La dilution manuelle d’échantillons avant l’analyse est l'une des plus grandes limites à la productivité des laboratoires d’analyse d'eau. Cette difficulté est dépassée de trois façons par le système AE.

Premièrement, la FIA a pour caractéristique un excellent rinçage entre les échantillons, dû au volume beaucoup plus faible injecté et au temps de résidence plus court que dans un SFA. Cela permet de travailler habituellement sur trois décades, et par exemple on traite ensemble des échantillons à 0,02 mg/l et 20 mg/l. L'un des principaux avantages de l'absence de recouvrement et du retour complet à la ligne de base entre les échantillons est la possibilité de sortir les résultats en temps réel, ce qui est à comparer avec les systèmes SFA où l'on doit normalement finir la série, puis faire les corrections de contamination avant de connaître les résultats.

Deuxièmement, on peut réaliser une dilution optique en rajoutant une seconde cellule en série dont le chemin optique est le dixième de celui de la cellule standard. Cela augmente la plage de mesure d'une décade supplémentaire, jusqu'à 200 mg/l dans notre exemple.

Enfin, pour les laboratoires avec une plage de mesure encore plus large, le diluteur numérique associé au passeur d’échantillons XYZ permet d’obtenir deux autres décades.

La productivité doit s’entendre pour la totalité du traitement analytique, entre la réception des échantillons et l'édition des résultats. Le système dispose d'une liste très élaborée d’options de traitement des données qui donnent à l'utilisateur une grande flexibilité d’interfaçage avec l’équipement préexistant du laboratoire.

Il est complet et se suffit à lui-même, mais on peut aussi l'interfacer avec un LIMS (Laboratory Information Management System), avec deux voies de communication pour l’échange des données.

La qualité des données n’est pas non plus négligée et la part du système consacrée à ce contrôle est vraiment importante. Toutes les opérations sont surveillées par l'ordinateur et les caractéristiques hydrauliques du système sont comparées en permanence avec les valeurs typiques. Toute variation au-delà des limites fixées par l'utilisateur est notée et une option permet la recalibration puis un nouveau passage des échantillons dont la valeur est douteuse ; cela est grandement facilité par l'utilisation du passeur XYZ, qui dispose d’une zone dédiée au contrôle qualité avec des quantités importantes de témoins, blancs et autres étalons de vérification. Elle évite à l'opérateur d’avoir à remplir constamment de tels godets.

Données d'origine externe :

//! Error types for qrprofile operations

use thiserror::Error;

/// Result type alias using qrprofile's Error type
pub type Result<T> = std::result::Result<T, Error>;

/// Main error type for qrprofile operations
#[derive(Error, Debug)]
pub enum Error {
    /// QR code encoding failed (e.g. the text does not fit in any QR version)
    #[error("Failed to encode QR code: {0}")]
    QrEncode(String),

    /// QR code decoding failed
    #[error("Failed to decode QR code: {0}")]
    QrDecode(String),

    /// No QR code found in image
    #[error("No QR code found in image")]
    NoQrCodeFound,

    /// Decoded text does not follow the labelled profile layout
    #[error("Invalid profile text: {0}")]
    InvalidProfileText(String),

    /// Field identifier outside fullName/email/phone/bio
    #[error("Unknown profile field '{0}'")]
    UnknownField(String),

    /// Export size outside the supported set
    #[error("Unsupported export size '{0}', expected 128, 256, 512 or 1024")]
    InvalidExportSize(String),

    /// Size selection attempted while the profile is empty
    #[error("Export size selection is disabled while the profile is empty")]
    SelectionDisabled,

    /// I/O error
    #[error("I/O error: {0}")]
    Io(#[from] std::io::Error),

    /// Image processing error
    #[error("Image processing error: {0}")]
    Image(String),

    /// Configuration error
    #[error("Configuration error: {0}")]
    Config(String),

    /// Generic error
    #[error("{0}")]
    Other(String),
}

impl From<image::ImageError> for Error {
    fn from(e: image::ImageError) -> Self {
        Error::Image(e.to_string())
    }
}

impl From<qrcode::types::QrError> for Error {
    fn from(e: qrcode::types::QrError) -> Self {
        Error::QrEncode(e.to_string())
    }
}

impl From<serde_json::Error> for Error {
    fn from(e: serde_json::Error) -> Self {
        Error::Other(format!("JSON error: {}", e))
    }
}
//! Export size options

use crate::error::Error;
use crate::labels::Labels;
use serde::{Deserialize, Serialize};
use std::fmt;
use std::str::FromStr;

/// Pixel width of an exported code
#[derive(Debug, Clone, Copy, Default, PartialEq, Eq, Hash, Serialize, Deserialize)]
#[serde(try_from = "u32", into = "u32")]
pub enum ExportSize {
    /// 128 px
    Small,
    /// 256 px
    #[default]
    Medium,
    /// 512 px
    Large,
    /// 1024 px
    ExtraLarge,
}

impl ExportSize {
    /// Every option, smallest first
    pub const ALL: [ExportSize; 4] = [
        ExportSize::Small,
        ExportSize::Medium,
        ExportSize::Large,
        ExportSize::ExtraLarge,
    ];

    /// Width in pixels
    pub fn pixels(self) -> u32 {
        match self {
            ExportSize::Small => 128,
            ExportSize::Medium => 256,
            ExportSize::Large => 512,
            ExportSize::ExtraLarge => 1024,
        }
    }

    /// Localised option name
    pub fn label(self, labels: &Labels) -> &str {
        let index = Self::ALL.iter().position(|s| *s == self).unwrap_or(1);
        &labels.size_names[index]
    }
}

impl fmt::Display for ExportSize {
    fn fmt(&self, f: &mut fmt::Formatter<'_>) -> fmt::Result {
        write!(f, "{}", self.pixels())
    }
}

impl TryFrom<u32> for ExportSize {
    type Error = Error;

    fn try_from(pixels: u32) -> Result<Self, Self::Error> {
        Self::ALL
            .into_iter()
            .find(|size| size.pixels() == pixels)
            .ok_or_else(|| Error::InvalidExportSize(pixels.to_string()))
    }
}

impl From<ExportSize> for u32 {
    fn from(size: ExportSize) -> Self {
        size.pixels()
    }
}

impl FromStr for ExportSize {
    type Err = Error;

    fn from_str(value: &str) -> Result<Self, Self::Err> {
        let trimmed = value.trim();
        match trimmed.to_ascii_lowercase().as_str() {
            "small" => return Ok(ExportSize::Small),
            "medium" => return Ok(ExportSize::Medium),
            "large" => return Ok(ExportSize::Large),
            "xl" | "extra-large" | "xlarge" => return Ok(ExportSize::ExtraLarge),
            _ => {}
        }
        trimmed
            .trim_end_matches("px")
            .parse::<u32>()
            .map_err(|_| Error::InvalidExportSize(trimmed.to_string()))
            .and_then(ExportSize::try_from)
    }
}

Chaque fois qu'il faut repasser le jeu d’échantillons qualité, soit par routine, soit suite à une alerte, le passeur XYZ retourne directement vers la zone adéquate du plateau.

Le système AE offre d’origine une grande flexibilité à l'utilisateur dont la charge de travail croît mais qui ne peut prévoir avec certitude, ni les matrices à analyser, ni les ions à chercher dans quelques années. Avec, par exemple, une charge de quarante échantillons quotidiens et six paramètres, il peut facilement travailler avec un système à deux canaux en changeant de méthode en quelques minutes. Dès que sa charge de travail augmente, il peut ajouter d'autres canaux de façon simple et économique. Que ce soit le type d’échantillons ou les paramètres à déterminer qui changent, l’adaptation est aussi facile. La possibilité d’ajouter un ou plusieurs canaux de chromatographie (IC) pour inventorier les anions et les cations d'une eau potable est unique sur le marché.

Les technologies FIA et IC ont beaucoup de points communs qui permettent une combinaison pratique, efficace et relativement bon marché.

À l'autre extrémité de la fourchette des charges de travail, un QuikChem AE avec sept canaux dédiés peut traiter plus de 500 échantillons quotidiens, sur une plage de trois décades ou plus, avec un traitement complet des données et l’édition des résultats.

Ce système a donc, sous une forme ou une autre, sa place dans chacun des laboratoires européens d’analyse des eaux. Les premières mises en service viennent d’ailleurs d'avoir lieu au Royaume-Uni, en Belgique et au Danemark.